This is not a post about self-publishing vs traditional publishing.
This is not a post about eBooks vs Print books.
This is a post about the way we think about pricing books, regardless of how they’re published, or by whom.
Over the last couple of years, I’ve read numerous articles regarding the “best” or “correct” way to price eBooks. I’ve heard stories about the benefits of giving away books for free as a promotional tool, and diatribes about the insanity of devaluing your own work by giving it away. I’ve heard arguments for pricing eBooks at no less than $4.99, and arguments for pricing eBooks at no more than $1.99.
I’ve not gotten involved in the discussion before. I’ve listened to the arguments, formulated my own opinions, and let it go. After all, I don’t have an eReader, don’t read eBooks, and don’t have any books of my own published (yet). So I figured the debate didn’t really concern me.
And maybe it doesn’t.
Or maybe it does.
Maybe it concerns everyone with an eye to the future and a care for the way artists interact with their fans and the rest of the artistic community, from writers to musicians to visual artists. Because when we talk about how we price our books, we’re not just talking about a simple matter of ‘Price = Cost + Profit’. We’re talking about wider issues.
We’re talking about the changing face of publishing.
We’re talking about the way the internet informs our choices, as both writers and readers.
We’re talking about the new and varied ways we communicate and connect with each other.
We’re talking about the way being an Author has changed and is changing.
No matter whether you’re self-published, traditionally published, or hoping to be published, I can guarantee you are well aware that being a writer is not just about being a writer anymore. It’s not enough to write a book. You’ve also got to market that book. You’ve got to build a platform and create an online presence and use social media and so on and so on.
As writers, we no longer connect with readers through book tours. We can’t sit in our fortresses of solitude, trusting in our publishers to get our books into bookstores, and trusting in the bookstores to put our books into the hands of readers. Now, we’re directly and intimately involved in the process. We connect with readers online, using blogs and Facebook and Twitter and whatever other social media sites you frequent. We forge personal connections with our readers, sometimes long before they even are our readers.
But what does building personal relationships have to do with the price of eBooks?
Nothing. And everything.
Let me explain.
One of my heroes in the creative world is Amanda Palmer. If you don’t know her, she’s a singer/songwriter who first came to fame as half of the Dresden Dolls punk cabaret duo. She’s now a solo artist, touring and recording with the Grand Theft Orchestra band, and made headlines last year with her Kickstarter project.
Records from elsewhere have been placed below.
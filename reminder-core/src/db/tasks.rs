use rusqlite::{params, Connection, OptionalExtension, Row};

use super::{ensure_exists, Database};
use crate::error::{Error, Result};
use crate::models::{CreateTaskInput, Task, UpdateTaskInput};

pub(super) const TASK_COLUMNS: &str = "id, holding_id, name, days_before, description, reminded";

pub(super) fn task_from_row(row: &Row<'_>) -> rusqlite::Result<Task> {
    Ok(Task {
        id: row.get(0)?,
        holding_id: row.get(1)?,
        name: row.get(2)?,
        days_before: row.get(3)?,
        description: row.get(4)?,
        reminded: row.get(5)?,
    })
}

fn find_task(conn: &Connection, id: i64) -> Result<Task> {
    conn.query_row(
        &format!("SELECT {TASK_COLUMNS} FROM tasks WHERE id = ?1"),
        [id],
        task_from_row,
    )
    .optional()?
    .ok_or_else(|| Error::not_found("task", id))
}

/// Tasks of a holding, longest lead time first.
pub(super) fn tasks_for_holding(conn: &Connection, holding_id: i64) -> Result<Vec<Task>> {
    let mut stmt = conn.prepare(&format!(
        "SELECT {TASK_COLUMNS} FROM tasks WHERE holding_id = ?1 ORDER BY days_before DESC, id ASC"
    ))?;
    let tasks = stmt
        .query_map([holding_id], task_from_row)?
        .collect::<rusqlite::Result<Vec<_>>>()?;
    Ok(tasks)
}

/// Insert an unreminded task row.
pub(super) fn insert_task(
    conn: &Connection,
    holding_id: i64,
    name: &str,
    days_before: u32,
    description: &str,
) -> Result<Task> {
    conn.execute(
        "INSERT INTO tasks (holding_id, name, days_before, description, reminded) \
         VALUES (?1, ?2, ?3, ?4, 0)",
        params![holding_id, name, days_before, description],
    )?;
    Ok(Task {
        id: conn.last_insert_rowid(),
        holding_id,
        name: name.to_string(),
        days_before,
        description: description.to_string(),
        reminded: false,
    })
}

impl Database {
    pub fn create_task(&self, holding_id: i64, input: CreateTaskInput) -> Result<Task> {
        let days_before = input.validate()?;
        self.with_connection(|conn| {
            let tx = conn.transaction()?;
            ensure_exists(&tx, "holdings", "holding", holding_id)?;
            let task = insert_task(&tx, holding_id, &input.name, days_before, &input.description)?;
            tx.commit()?;
            tracing::debug!(holding_id, task_id = task.id, "created task");
            Ok(task)
        })
    }

    pub fn get_task(&self, id: i64) -> Result<Task> {
        self.with_connection(|conn| find_task(conn, id))
    }

    pub fn list_tasks(&self, holding_id: i64) -> Result<Vec<Task>> {
        self.with_connection(|conn| {
            ensure_exists(conn, "holdings", "holding", holding_id)?;
            tasks_for_holding(conn, holding_id)
        })
    }

    /// Partial update of name, lead time and description. The reminded flag
    /// is left alone.
    pub fn update_task(&self, id: i64, input: UpdateTaskInput) -> Result<Task> {
        input.validate()?;
        self.with_connection(|conn| {
            let tx = conn.transaction()?;
            let mut task = find_task(&tx, id)?;
            input.apply(&mut task)?;
            tx.execute(
                "UPDATE tasks SET name = ?1, days_before = ?2, description = ?3 WHERE id = ?4",
                params![task.name, task.days_before, task.description, id],
            )?;
            tx.commit()?;
            Ok(task)
        })
    }

    pub fn delete_task(&self, id: i64) -> Result<()> {
        self.with_connection(|conn| {
            if conn.execute("DELETE FROM tasks WHERE id = ?1", [id])? == 0 {
                return Err(Error::not_found("task", id));
            }
            Ok(())
        })
    }
}
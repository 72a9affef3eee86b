use serde::{Deserialize, Serialize};

use super::require_text;
use crate::error::Result;

#[derive(Debug, Clone, Serialize, Deserialize, PartialEq, Eq)]
pub struct Event {
    #[serde(with = "super::id")]
    pub id: i64,
    pub name: String,
}

#[derive(Debug, Clone, Serialize, Deserialize)]
pub struct CreateEventInput {
    pub name: String,
}

impl CreateEventInput {
    pub fn validate(&self) -> Result<()> {
        require_text("event name", &self.name)
    }
}

/// Full replacement of an event's fields (`PUT`).
#[derive(Debug, Clone, Serialize, Deserialize)]
#[serde(deny_unknown_fields)]
pub struct UpdateEventInput {
    pub name: String,
}

impl UpdateEventInput {
    pub fn validate(&self) -> Result<()> {
        require_text("event name", &self.name)
    }
}
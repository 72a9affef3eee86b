//! HTTP API, mounted under `/api/v1`.

mod channels;
mod default_tasks;
mod error;
mod events;
mod holdings;
mod tasks;

use axum::routing::get;
use axum::Router;
use reminder_core::db::TemplatePolicy;
use reminder_core::Database;
use tower::ServiceBuilder;
use tower_http::cors::CorsLayer;
use tower_http::trace::TraceLayer;

use crate::channels::ChannelDirectory;

pub use error::{ApiError, ApiJson, ApiPath, ApiQuery};

#[derive(Clone)]
pub struct AppState {
    pub db: Database,
    pub channels: ChannelDirectory,
    pub template_policy: TemplatePolicy,
    /// Used for new holdings that arrive without a channel id.
    pub default_channel_id: Option<String>,
}

impl AppState {
    pub fn new(db: Database, channels: ChannelDirectory, template_policy: TemplatePolicy) -> Self {
        Self {
            db,
            channels,
            template_policy,
            default_channel_id: None,
        }
    }

    pub fn with_default_channel(mut self, channel_id: Option<String>) -> Self {
        self.default_channel_id = channel_id
            .map(|c| c.trim().to_string())
            .filter(|c| !c.is_empty());
        self
    }
}

pub fn create_router(state: AppState) -> Router {
    let api = Router::new()
        // Events
        .route("/events", get(events::list_events).post(events::create_event))
        .route(
            "/events/{event_id}",
            get(events::get_event)
                .put(events::update_event)
                .delete(events::delete_event),
        )
        // Default tasks (event templates)
        .route(
            "/events/{event_id}/default-tasks",
            get(default_tasks::list_default_tasks).post(default_tasks::create_default_task),
        )
        .route(
            "/default-tasks/{task_id}",
            get(default_tasks::get_default_task)
                .patch(default_tasks::update_default_task)
                .delete(default_tasks::delete_default_task),
        )
        // Holdings
        .route(
            "/holdings",
            get(holdings::list_holdings).post(holdings::create_holding),
        )
        .route(
            "/holdings/{holding_id}",
            get(holdings::get_holding)
                .patch(holdings::update_holding)
                .delete(holdings::delete_holding),
        )
        // Holding tasks
        .route(
            "/holdings/{holding_id}/tasks",
            get(tasks::list_tasks).post(tasks::create_task),
        )
        .route(
            "/holding-tasks/{task_id}",
            get(tasks::get_task)
                .patch(tasks::update_task)
                .delete(tasks::delete_task),
        )
        // traQ channels
        .route("/channels", get(channels::list_channels));

    Router::new()
        .nest("/api/v1", api)
        .layer(
            ServiceBuilder::new()
                .layer(TraceLayer::new_for_http())
                .layer(CorsLayer::permissive()),
        )
        .with_state(state)
}
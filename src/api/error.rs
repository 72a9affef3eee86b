use axum::extract::rejection::{JsonRejection, PathRejection, QueryRejection};
use axum::extract::FromRequest;
use axum::extract::FromRequestParts;
use axum::http::StatusCode;
use axum::response::{IntoResponse, Response};
use axum::Json;
use serde_json::json;

use crate::error::UpstreamError;

#[derive(Debug, thiserror::Error)]
pub enum ApiError {
    #[error(transparent)]
    Core(#[from] reminder_core::Error),

    #[error("invalid request body: {0}")]
    Body(#[from] JsonRejection),

    #[error("invalid path: {0}")]
    Path(#[from] PathRejection),

    #[error("invalid query: {0}")]
    Query(#[from] QueryRejection),

    #[error("{0}")]
    BadRequest(String),

    #[error("channel directory unavailable: {0}")]
    Upstream(#[from] UpstreamError),
}

impl ApiError {
    fn status(&self) -> StatusCode {
        match self {
            Self::Core(reminder_core::Error::Validation(_)) => StatusCode::BAD_REQUEST,
            Self::Core(reminder_core::Error::NotFound { .. }) => StatusCode::NOT_FOUND,
            Self::Core(_) => StatusCode::INTERNAL_SERVER_ERROR,
            Self::Body(_) | Self::Path(_) | Self::Query(_) | Self::BadRequest(_) => {
                StatusCode::BAD_REQUEST
            }
            Self::Upstream(_) => StatusCode::BAD_GATEWAY,
        }
    }
}

impl IntoResponse for ApiError {
    fn into_response(self) -> Response {
        let status = self.status();
        if status.is_server_error() {
            tracing::error!("request failed: {self}");
        } else {
            tracing::debug!("request rejected: {self}");
        }
        (status, Json(json!({ "error": self.to_string() }))).into_response()
    }
}

/// JSON body extractor that reports malformed bodies as [`ApiError`].
#[derive(FromRequest)]
#[from_request(via(axum::Json), rejection(ApiError))]
pub struct ApiJson<T>(pub T);

/// Path extractor that reports unparsable ids as [`ApiError`].
#[derive(FromRequestParts)]
#[from_request(via(axum::extract::Path), rejection(ApiError))]
pub struct ApiPath<T>(pub T);

/// Query extractor that reports malformed query strings as [`ApiError`].
#[derive(FromRequestParts)]
#[from_request(via(axum::extract::Query), rejection(ApiError))]
pub struct ApiQuery<T>(pub T);
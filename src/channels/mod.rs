//! traQ channel directory: tree flattening and the shared cache.

mod cache;

use std::collections::{HashMap, HashSet};

use async_trait::async_trait;
use serde::{Deserialize, Serialize};

use crate::error::UpstreamError;

pub use cache::{ChannelDirectory, DEFAULT_EXPIRE_AFTER, DEFAULT_FRESH_FOR};

/// A channel as reported by the chat platform.
#[derive(Debug, Clone, Serialize, Deserialize, PartialEq, Eq)]
#[serde(rename_all = "camelCase")]
pub struct RawChannel {
    pub id: String,
    pub name: String,
    #[serde(default)]
    pub parent_id: Option<String>,
    #[serde(default)]
    pub archived: bool,
    #[serde(default)]
    pub children: Vec<String>,
}

/// A channel with its full `/`-joined path, e.g. `general/random`.
#[derive(Debug, Clone, Serialize, Deserialize, PartialEq, Eq)]
pub struct ChannelEntry {
    pub id: String,
    pub path: String,
}

/// Upstream source of the channel hierarchy.
#[async_trait]
pub trait ChannelSource: Send + Sync {
    async fn fetch_channels(&self) -> Result<Vec<RawChannel>, UpstreamError>;
}

/// Drop archived channels and list every remaining channel with its path,
/// roots in input order, each followed depth-first by its descendants.
///
/// Children that are archived or unknown are skipped together with their
/// subtrees.
pub fn flatten_channels(channels: &[RawChannel]) -> Vec<ChannelEntry> {
    let by_id: HashMap<&str, &RawChannel> = channels
        .iter()
        .filter(|c| !c.archived)
        .map(|c| (c.id.as_str(), c))
        .collect();

    let mut out = Vec::with_capacity(by_id.len());
    let mut visited = HashSet::with_capacity(by_id.len());
    for root in channels
        .iter()
        .filter(|c| !c.archived && c.parent_id.is_none())
    {
        if !visited.insert(root.id.as_str()) {
            continue;
        }
        out.push(ChannelEntry {
            id: root.id.clone(),
            path: root.name.clone(),
        });
        push_descendants(root, &root.name, &by_id, &mut visited, &mut out);
    }
    out
}

fn push_descendants<'a>(
    parent: &'a RawChannel,
    path: &str,
    by_id: &HashMap<&'a str, &'a RawChannel>,
    visited: &mut HashSet<&'a str>,
    out: &mut Vec<ChannelEntry>,
) {
    for child_id in &parent.children {
        let Some(&child) = by_id.get(child_id.as_str()) else {
            continue;
        };
        // guards against malformed trees that list a channel twice
        if !visited.insert(child.id.as_str()) {
            continue;
        }
        let child_path = format!("{path}/{}", child.name);
        out.push(ChannelEntry {
            id: child.id.clone(),
            path: child_path.clone(),
        });
        push_descendants(child, &child_path, by_id, visited, out);
    }
}
use std::fmt;
use std::time::Duration;

use chrono::{Days, NaiveDateTime, NaiveTime};

/// When the reminder scheduler wakes up. One trigger drives every task.
#[derive(Debug, Clone, Copy, PartialEq, Eq)]
pub enum Trigger {
    /// Every fixed period, starting immediately.
    Interval(Duration),
    /// Once a day at a local wall-clock time.
    Daily(NaiveTime),
}

impl Trigger {
    /// How long to sleep from `now` (local time) until the next wake-up.
    pub fn delay_from(&self, now: NaiveDateTime) -> Duration {
        match *self {
            Self::Interval(period) => period,
            Self::Daily(at) => {
                let today = now.date().and_time(at);
                let next = if today > now {
                    today
                } else {
                    now.date()
                        .checked_add_days(Days::new(1))
                        .map(|d| d.and_time(at))
                        .unwrap_or(today)
                };
                (next - now).to_std().unwrap_or(Duration::ZERO)
            }
        }
    }
}

impl fmt::Display for Trigger {
    fn fmt(&self, f: &mut fmt::Formatter<'_>) -> fmt::Result {
        match self {
            Self::Interval(period) => {
                let secs = period.as_secs();
                if secs >= 3600 && secs % 3600 == 0 {
                    write!(f, "every {} hours", secs / 3600)
                } else if secs >= 60 && secs % 60 == 0 {
                    write!(f, "every {} minutes", secs / 60)
                } else {
                    write!(f, "every {secs} seconds")
                }
            }
            Self::Daily(at) => write!(f, "daily at {}", at.format("%H:%M")),
        }
    }
}

#[cfg(test)]
mod tests {
    use super::*;
    use chrono::NaiveDate;

    fn at(h: u32, m: u32) -> NaiveTime {
        NaiveTime::from_hms_opt(h, m, 0).unwrap()
    }

    fn now(h: u32, m: u32) -> NaiveDateTime {
        NaiveDate::from_ymd_opt(2026, 10, 16).unwrap().and_time(at(h, m))
    }

    #[test]
    fn daily_trigger_waits_until_later_today() {
        let trigger = Trigger::Daily(at(8, 0));
        assert_eq!(trigger.delay_from(now(7, 30)), Duration::from_secs(30 * 60));
    }

    #[test]
    fn daily_trigger_rolls_over_midnight() {
        let trigger = Trigger::Daily(at(8, 0));
        assert_eq!(trigger.delay_from(now(8, 0)), Duration::from_secs(24 * 3600));
        assert_eq!(trigger.delay_from(now(23, 0)), Duration::from_secs(9 * 3600));
    }

    #[test]
    fn interval_trigger_is_constant() {
        let trigger = Trigger::Interval(Duration::from_secs(12 * 3600));
        assert_eq!(trigger.delay_from(now(3, 0)), Duration::from_secs(12 * 3600));
        assert_eq!(trigger.to_string(), "every 12 hours");
        assert_eq!(Trigger::Daily(at(8, 0)).to_string(), "daily at 08:00");
    }
}
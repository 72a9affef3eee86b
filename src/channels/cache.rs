use std::sync::Arc;
use std::time::Duration;

use parking_lot::RwLock;
use tokio::sync::Mutex;
use tokio::time::Instant;

use super::{flatten_channels, ChannelEntry, ChannelSource};
use crate::error::UpstreamError;

/// Entries younger than this are served without touching upstream.
pub const DEFAULT_FRESH_FOR: Duration = Duration::from_secs(5 * 60);

/// Entries older than this are never served; callers wait for a refresh.
pub const DEFAULT_EXPIRE_AFTER: Duration = Duration::from_secs(10 * 60);

/// Single shared cache entry for the flattened channel directory.
///
/// Fresh entries are returned as-is. Stale entries (between `fresh_for` and
/// `expire_after`) are returned while one background refresh runs. Missing or
/// expired entries make callers wait for a refresh. At most one upstream fetch
/// is in flight at a time; callers that queued behind it take its result.
#[derive(Clone)]
pub struct ChannelDirectory {
    inner: Arc<Inner>,
}

struct Inner {
    source: Arc<dyn ChannelSource>,
    fresh_for: Duration,
    expire_after: Duration,
    state: RwLock<State>,
    refresh: Mutex<()>,
}

#[derive(Default)]
struct State {
    entry: Option<Entry>,
    /// Bumped after every completed fetch, successful or not.
    generation: u64,
    last_error: Option<String>,
}

#[derive(Clone)]
struct Entry {
    channels: Vec<ChannelEntry>,
    fetched_at: Instant,
}

impl ChannelDirectory {
    pub fn new(source: Arc<dyn ChannelSource>) -> Self {
        Self::with_windows(source, DEFAULT_FRESH_FOR, DEFAULT_EXPIRE_AFTER)
    }

    pub fn with_windows(
        source: Arc<dyn ChannelSource>,
        fresh_for: Duration,
        expire_after: Duration,
    ) -> Self {
        Self {
            inner: Arc::new(Inner {
                source,
                fresh_for,
                expire_after: expire_after.max(fresh_for),
                state: RwLock::new(State::default()),
                refresh: Mutex::new(()),
            }),
        }
    }

    /// The flattened channel list, refreshed according to the cache windows.
    pub async fn get(&self) -> Result<Vec<ChannelEntry>, UpstreamError> {
        let cached = self.inner.state.read().entry.clone();
        if let Some(entry) = cached {
            let age = entry.fetched_at.elapsed();
            if age < self.inner.fresh_for {
                return Ok(entry.channels);
            }
            if age < self.inner.expire_after {
                self.spawn_background_refresh();
                return Ok(entry.channels);
            }
        }
        self.inner.refresh_shared().await
    }

    fn spawn_background_refresh(&self) {
        let inner = Arc::clone(&self.inner);
        tokio::spawn(async move {
            // a refresh is already running; its result will land in the cache
            let Ok(_guard) = inner.refresh.try_lock() else {
                return;
            };
            if inner.is_fresh() {
                return;
            }
            if let Err(e) = inner.fetch_and_store().await {
                tracing::warn!("background channel refresh failed, serving stale list: {e}");
            }
        });
    }
}

impl Inner {
    fn is_fresh(&self) -> bool {
        self.state
            .read()
            .entry
            .as_ref()
            .is_some_and(|e| e.fetched_at.elapsed() < self.fresh_for)
    }

    /// Wait for the refresh lock. If another caller completed a fetch while we
    /// waited, share its outcome instead of fetching again.
    async fn refresh_shared(&self) -> Result<Vec<ChannelEntry>, UpstreamError> {
        let seen = self.state.read().generation;
        let _guard = self.refresh.lock().await;
        {
            let state = self.state.read();
            if state.generation != seen {
                if let Some(err) = &state.last_error {
                    return Err(UpstreamError::Unavailable(err.clone()));
                }
                if let Some(entry) = &state.entry {
                    return Ok(entry.channels.clone());
                }
            }
        }
        self.fetch_and_store().await
    }

    /// Callers must hold the refresh lock.
    async fn fetch_and_store(&self) -> Result<Vec<ChannelEntry>, UpstreamError> {
        let result = self.source.fetch_channels().await;
        let mut state = self.state.write();
        state.generation += 1;
        match result {
            Ok(raw) => {
                let channels = flatten_channels(&raw);
                tracing::debug!(channels = channels.len(), "channel directory refreshed");
                state.entry = Some(Entry {
                    channels: channels.clone(),
                    fetched_at: Instant::now(),
                });
                state.last_error = None;
                Ok(channels)
            }
            Err(e) => {
                state.last_error = Some(e.to_string());
                Err(e)
            }
        }
    }
}
use chrono::NaiveDate;
use rusqlite::OptionalExtension;

use super::Database;
use crate::error::Result;
use crate::models::DueReminder;

impl Database {
    /// Unreminded tasks whose reminder date (holding date minus lead time) is
    /// on or before `today`, joined with their holding.
    pub fn due_reminders(&self, today: NaiveDate) -> Result<Vec<DueReminder>> {
        self.with_connection(|conn| {
            let mut stmt = conn.prepare(
                "SELECT t.id, t.name, t.description, t.days_before, \
                        h.id, h.name, h.date, h.channel_id, h.mention \
                 FROM tasks t \
                 INNER JOIN holdings h ON t.holding_id = h.id \
                 WHERE t.reminded = 0 \
                   AND julianday(h.date) - t.days_before <= julianday(?1) \
                 ORDER BY h.date ASC, t.days_before DESC, t.id ASC",
            )?;
            let rows = stmt.query_map([today], |row| {
                Ok(DueReminder {
                    task_id: row.get(0)?,
                    task_name: row.get(1)?,
                    description: row.get(2)?,
                    days_before: row.get(3)?,
                    holding_id: row.get(4)?,
                    holding_name: row.get(5)?,
                    holding_date: row.get(6)?,
                    channel_id: row.get(7)?,
                    mention: row.get(8)?,
                })
            })?;
            Ok(rows.collect::<rusqlite::Result<Vec<_>>>()?)
        })
    }

    /// Whether the task still exists and has not been reminded yet.
    pub fn is_pending(&self, task_id: i64) -> Result<bool> {
        self.with_connection(|conn| {
            let reminded: Option<bool> = conn
                .query_row("SELECT reminded FROM tasks WHERE id = ?1", [task_id], |row| {
                    row.get(0)
                })
                .optional()?;
            Ok(reminded == Some(false))
        })
    }

    /// Flip the reminded flag. Returns `false` when the task is gone or was
    /// already reminded; the flag never goes back to `false`.
    pub fn mark_reminded(&self, task_id: i64) -> Result<bool> {
        self.with_connection(|conn| {
            let changed = conn.execute(
                "UPDATE tasks SET reminded = 1 WHERE id = ?1 AND reminded = 0",
                [task_id],
            )?;
            Ok(changed == 1)
        })
    }
}
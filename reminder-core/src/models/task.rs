use chrono::{Days, NaiveDate};
use serde::{Deserialize, Serialize};

use super::{days_before, require_text};
use crate::error::Result;

/// Checklist item attached to a holding.
#[derive(Debug, Clone, Serialize, Deserialize, PartialEq, Eq)]
#[serde(rename_all = "camelCase")]
pub struct Task {
    #[serde(with = "super::id")]
    pub id: i64,
    #[serde(with = "super::id")]
    pub holding_id: i64,
    pub name: String,
    pub days_before: u32,
    pub description: String,
    pub reminded: bool,
}

impl Task {
    /// The date from which this task may be reminded.
    pub fn remind_on(&self, holding_date: NaiveDate) -> NaiveDate {
        remind_on(holding_date, self.days_before)
    }

    pub fn state(&self, holding_date: NaiveDate, today: NaiveDate) -> ReminderState {
        if self.reminded {
            ReminderState::Reminded
        } else if self.remind_on(holding_date) <= today {
            ReminderState::Due
        } else {
            ReminderState::Pending
        }
    }
}

/// `holding_date - days_before`, clamped to the earliest representable date.
pub fn remind_on(holding_date: NaiveDate, days_before: u32) -> NaiveDate {
    holding_date
        .checked_sub_days(Days::new(u64::from(days_before)))
        .unwrap_or(NaiveDate::MIN)
}

/// Reminder lifecycle of a task. `Reminded` is terminal.
#[derive(Debug, Clone, Copy, Serialize, Deserialize, PartialEq, Eq)]
#[serde(rename_all = "snake_case")]
pub enum ReminderState {
    Pending,
    Due,
    Reminded,
}

impl ReminderState {
    pub fn as_str(&self) -> &'static str {
        match self {
            Self::Pending => "pending",
            Self::Due => "due",
            Self::Reminded => "reminded",
        }
    }
}

#[derive(Debug, Clone, Serialize, Deserialize)]
#[serde(rename_all = "camelCase")]
pub struct CreateTaskInput {
    pub name: String,
    pub days_before: i64,
    #[serde(default)]
    pub description: String,
}

impl CreateTaskInput {
    /// Check the input and return the validated lead time.
    pub fn validate(&self) -> Result<u32> {
        require_text("task name", &self.name)?;
        days_before(self.days_before)
    }
}

/// Partial update: absent fields stay unchanged. The `reminded` flag is owned
/// by the scheduler and cannot be set here.
#[derive(Debug, Clone, Default, Serialize, Deserialize)]
#[serde(rename_all = "camelCase", deny_unknown_fields)]
pub struct UpdateTaskInput {
    pub name: Option<String>,
    pub days_before: Option<i64>,
    pub description: Option<String>,
}

impl UpdateTaskInput {
    pub fn validate(&self) -> Result<()> {
        if let Some(name) = &self.name {
            require_text("task name", name)?;
        }
        if let Some(days) = self.days_before {
            days_before(days)?;
        }
        Ok(())
    }

    pub fn apply(&self, task: &mut Task) -> Result<()> {
        if let Some(name) = &self.name {
            task.name = name.clone();
        }
        if let Some(days) = self.days_before {
            task.days_before = days_before(days)?;
        }
        if let Some(description) = &self.description {
            task.description = description.clone();
        }
        Ok(())
    }
}

/// A task together with its computed reminder date.
#[derive(Debug, Clone, Serialize, Deserialize)]
#[serde(rename_all = "camelCase")]
pub struct TaskView {
    #[serde(flatten)]
    pub task: Task,
    pub remind_on: NaiveDate,
}

impl TaskView {
    pub fn new(task: Task, holding_date: NaiveDate) -> Self {
        let remind_on = task.remind_on(holding_date);
        Self { task, remind_on }
    }
}
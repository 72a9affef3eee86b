use axum::extract::State;
use axum::Json;

use super::{ApiError, AppState};
use crate::channels::ChannelEntry;

pub async fn list_channels(
    State(state): State<AppState>,
) -> Result<Json<Vec<ChannelEntry>>, ApiError> {
    Ok(Json(state.channels.get().await?))
}
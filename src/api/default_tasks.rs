use axum::extract::State;
use axum::http::StatusCode;
use axum::Json;
use reminder_core::models::{CreateDefaultTaskInput, DefaultTask, UpdateDefaultTaskInput};

use super::{ApiError, ApiJson, ApiPath, AppState};

pub async fn list_default_tasks(
    State(state): State<AppState>,
    ApiPath(event_id): ApiPath<i64>,
) -> Result<Json<Vec<DefaultTask>>, ApiError> {
    Ok(Json(state.db.list_default_tasks(event_id)?))
}

pub async fn create_default_task(
    State(state): State<AppState>,
    ApiPath(event_id): ApiPath<i64>,
    ApiJson(input): ApiJson<CreateDefaultTaskInput>,
) -> Result<(StatusCode, Json<DefaultTask>), ApiError> {
    let task = state.db.create_default_task(event_id, input)?;
    Ok((StatusCode::CREATED, Json(task)))
}

pub async fn get_default_task(
    State(state): State<AppState>,
    ApiPath(task_id): ApiPath<i64>,
) -> Result<Json<DefaultTask>, ApiError> {
    Ok(Json(state.db.get_default_task(task_id)?))
}

pub async fn update_default_task(
    State(state): State<AppState>,
    ApiPath(task_id): ApiPath<i64>,
    ApiJson(input): ApiJson<UpdateDefaultTaskInput>,
) -> Result<Json<DefaultTask>, ApiError> {
    Ok(Json(state.db.update_default_task(task_id, input)?))
}

pub async fn delete_default_task(
    State(state): State<AppState>,
    ApiPath(task_id): ApiPath<i64>,
) -> Result<StatusCode, ApiError> {
    state.db.delete_default_task(task_id)?;
    Ok(StatusCode::NO_CONTENT)
}
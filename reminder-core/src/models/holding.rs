use chrono::NaiveDate;
use serde::{Deserialize, Serialize};

use super::{parse_date, require_text, Task};
use crate::error::{Error, Result};

/// One scheduled occurrence of an event.
#[derive(Debug, Clone, Serialize, Deserialize, PartialEq, Eq)]
#[serde(rename_all = "camelCase")]
pub struct Holding {
    #[serde(with = "super::id")]
    pub id: i64,
    #[serde(with = "super::id")]
    pub event_id: i64,
    pub name: String,
    pub date: NaiveDate,
    pub channel_id: String,
    pub mention: String,
}

/// A freshly created holding and the tasks seeded into it.
#[derive(Debug, Clone, Serialize, Deserialize)]
#[serde(rename_all = "camelCase")]
pub struct CreatedHolding {
    #[serde(flatten)]
    pub holding: Holding,
    pub created_tasks: Vec<Task>,
}

#[derive(Debug, Clone, Serialize, Deserialize)]
#[serde(rename_all = "camelCase")]
pub struct CreateHoldingInput {
    #[serde(with = "super::id")]
    pub event_id: i64,
    #[serde(default)]
    pub name: String,
    #[serde(default)]
    pub date: String,
    #[serde(default)]
    pub channel_id: String,
    #[serde(default)]
    pub mention: String,
}

impl CreateHoldingInput {
    /// Check the input and return the parsed holding date.
    pub fn validate(&self) -> Result<NaiveDate> {
        require_text("holding name", &self.name)?;
        if self.date.trim().is_empty() {
            return Err(Error::validation("holding date is required"));
        }
        let date = parse_date("holding date", &self.date)?;
        require_text("channelId", &self.channel_id)?;
        require_text("mention", &self.mention)?;
        Ok(date)
    }
}

/// Partial update: absent fields stay unchanged.
#[derive(Debug, Clone, Default, Serialize, Deserialize)]
#[serde(rename_all = "camelCase", deny_unknown_fields)]
pub struct UpdateHoldingInput {
    pub name: Option<String>,
    pub date: Option<String>,
    pub channel_id: Option<String>,
    pub mention: Option<String>,
}

impl UpdateHoldingInput {
    pub fn validate(&self) -> Result<()> {
        if let Some(name) = &self.name {
            require_text("holding name", name)?;
        }
        if let Some(date) = &self.date {
            parse_date("holding date", date)?;
        }
        if let Some(channel_id) = &self.channel_id {
            require_text("channelId", channel_id)?;
        }
        if let Some(mention) = &self.mention {
            require_text("mention", mention)?;
        }
        Ok(())
    }

    pub fn apply(&self, holding: &mut Holding) -> Result<()> {
        if let Some(name) = &self.name {
            holding.name = name.clone();
        }
        if let Some(date) = &self.date {
            holding.date = parse_date("holding date", date)?;
        }
        if let Some(channel_id) = &self.channel_id {
            holding.channel_id = channel_id.clone();
        }
        if let Some(mention) = &self.mention {
            holding.mention = mention.clone();
        }
        Ok(())
    }
}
She asked for $100,000 to fund her new album.
She got $1.2 million.
Amanda Palmer is a big believer in music being free. She supports downloading, torrents, file sharing, and good old fashioned copying of CDs to give to your friends. If you visit her website, it’s possible to download all of her music free of charge. All she asks is that if you like it, you come back and pay what you think it’s worth and what you can afford.
I’d love you to take a few minutes and listen to Amanda Palmer’s TED talk, ‘The Art of Asking’ where she says, “Don’t make people pay for music. Let them.”
One of my favourite quotes from Amanda Palmer’s TED talk is this one, in relation to her Kickstarter project:
The media asked, “Amanda, the music business is tanking, and you encourage piracy! How did you make all these people pay for music?”
And the real answer is: I didn’t make them. I asked them. And through the very act of asking people, I’d connected with them. And when you connect with them, people want to help you.
You see where I’m going with this?
As writers, we connect with readers online, using blogs and Facebook and Twitter and whatever other social media sites you frequent. We forge personal connections with our readers, sometimes long before they even are our readers.
We connect with our fans in exactly the way Amanda Palmer is talking about. We do it already. We blog and tweet and connect on a personal level. But we don’t take advantage of that.
We don’t ask for help.
We just tell them that if they want our book, they’ll pay the ticket price.
Imagine what would happen if we did things differently? Imagine what would happen if we offered our eBooks for free, and asked our fans to pay what they think the book is worth.
I’m not just talking about self-publishers here. As I said to start with, this is not a post about self-publishing vs traditional publishing. This is a question for everyone.
I know the current publishing model doesn’t support giving away books for free. I know the current model is all about making people pay, not asking people to pay. But we’re in the middle of major changes in the way that publishing works. And if we, as writers, don’t have the right to have some say in the future of publishing, who does?
I’d like to leave you with another quote from that TED talk.
For most of human history, musicians — artists — they’ve been part of the community. Connectors and openers, not untouchable stars. Celebrity is about a lot of people loving you from a distance. But the internet, and the content that we’re freely able to share on it, are taking us back. It’s about a few people loving you up close, and about those people being enough.
Do you think eBooks should be available for free?